In this case, a special custodial relationship (as described in Wells ) was created by the state when it took Taureen from his caregiver and placed him in foster care. Cases from this and other circuits clearly demonstrate that imprisonment is not the only custodial relationship in which the state must safeguard an individual's civil rights.3 In foster care, a child loses his freedom and ability to make decisions about his own welfare, and must rely on the state to take care of his needs. It cannot be seriously doubted that the state assumed an obligation to provide adequate medical care for Taureen; the reason Taureen was placed in foster care was precisely because he was not able to take care of himself and needed the supervision and attention of an adult caregiver. We thus conclude that, in light of the case law existing at the time of this tragic incident, combined with the undeniable nature of the state's relationship with and corresponding obligations to Taureen, it was clearly established in 1991 that the state had an obligation to provide adequate medical care, protection and supervision.

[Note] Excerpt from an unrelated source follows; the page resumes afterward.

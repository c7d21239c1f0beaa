//! Paint primitives handed to the host for window and panel backgrounds.

mod color;

pub use color::{Color, ColorParseError};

Finally, we must only briefly address Brooks and Armstrong's contention that they are absolutely immune from § 1983 liability under Arkansas law. See Ark.Code Anno. §§ 12-12-517 and 9-28-412. State statutory law can not be used as a shield from liability under federal law. See Martinez v. California, 444 U.S. 277, 284 n. 8, 100 S.Ct. 553, 558 n. 8, 62 L.Ed.2d 481 (1980); U.S. Const. art. 6, cl. 2. Taureen's complaint set forth allegations of deliberate or conscious indifference, and if proven, these allegations are sufficient to give rise to a § 1983 claim irrespective of any immunity granted under Arkansas law.



For the foregoing reasons, the judgment of the district court is affirmed.

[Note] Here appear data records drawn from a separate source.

use tickwatch_engine::paint::Color;

use crate::layout::ControlsGeometry;

/// Render targets the host paints.
///
/// Every method is a plain property assignment; the widget never reads back
/// from the view. Text values are markup (see `tickwatch_markup`).
pub trait ClockView {
    fn set_clock_text(&mut self, markup: &str);
    fn set_stopwatch_text(&mut self, markup: &str);
    fn set_start_label(&mut self, label: &str);
    fn set_clock_font_size(&mut self, size: f32);
    fn set_stopwatch_font_size(&mut self, size: f32);
    fn set_controls_geometry(&mut self, geometry: ControlsGeometry);

    // Startup configuration. Hosts that manage these themselves can ignore them.
    fn set_window_background(&mut self, _color: Color) {}
    fn set_controls_background(&mut self, _color: Color) {}
    fn set_font_family(&mut self, _name: &str) {}
}

/// A view that just remembers the last value of every property.
#[derive(Debug, Clone, Default, PartialEq)]
pub struct ViewState {
    pub clock_text: String,
    pub stopwatch_text: String,
    pub start_label: String,
    pub clock_font_size: f32,
    pub stopwatch_font_size: f32,
    pub controls: ControlsGeometry,
    pub window_background: Option<Color>,
    pub controls_background: Option<Color>,
    pub font_family: Option<String>,
}

impl ClockView for ViewState {
    fn set_clock_text(&mut self, markup: &str) {
        self.clock_text = markup.to_string();
    }

    fn set_stopwatch_text(&mut self, markup: &str) {
        self.stopwatch_text = markup.to_string();
    }

    fn set_start_label(&mut self, label: &str) {
        self.start_label = label.to_string();
    }

    fn set_clock_font_size(&mut self, size: f32) {
        self.clock_font_size = size;
    }

    fn set_stopwatch_font_size(&mut self, size: f32) {
        self.stopwatch_font_size = size;
    }

    fn set_controls_geometry(&mut self, geometry: ControlsGeometry) {
        self.controls = geometry;
    }

    fn set_window_background(&mut self, color: Color) {
        self.window_background = Some(color);
    }

    fn set_controls_background(&mut self, color: Color) {
        self.controls_background = Some(color);
    }

    fn set_font_family(&mut self, name: &str) {
        self.font_family = Some(name.to_string());
    }
}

The Honorable Susan Webber Wright, United States District Judge for the Eastern District of Arkansas


An interlocutory appeal may be taken from a denial of qualified immunity. Drake v. Scott, 812 F.2d 395, 398 (8th Cir.), modified on other grounds, 823 F.2d 239 (1987)


See also Yvonne L. ex rel. Lewis v. New Mexico Dept. of Human Servs., 959 F.2d 883, 892 (10th Cir.1992) (court held that in 1992 the law was clearly established that children have a right to reasonable safety while in foster care.)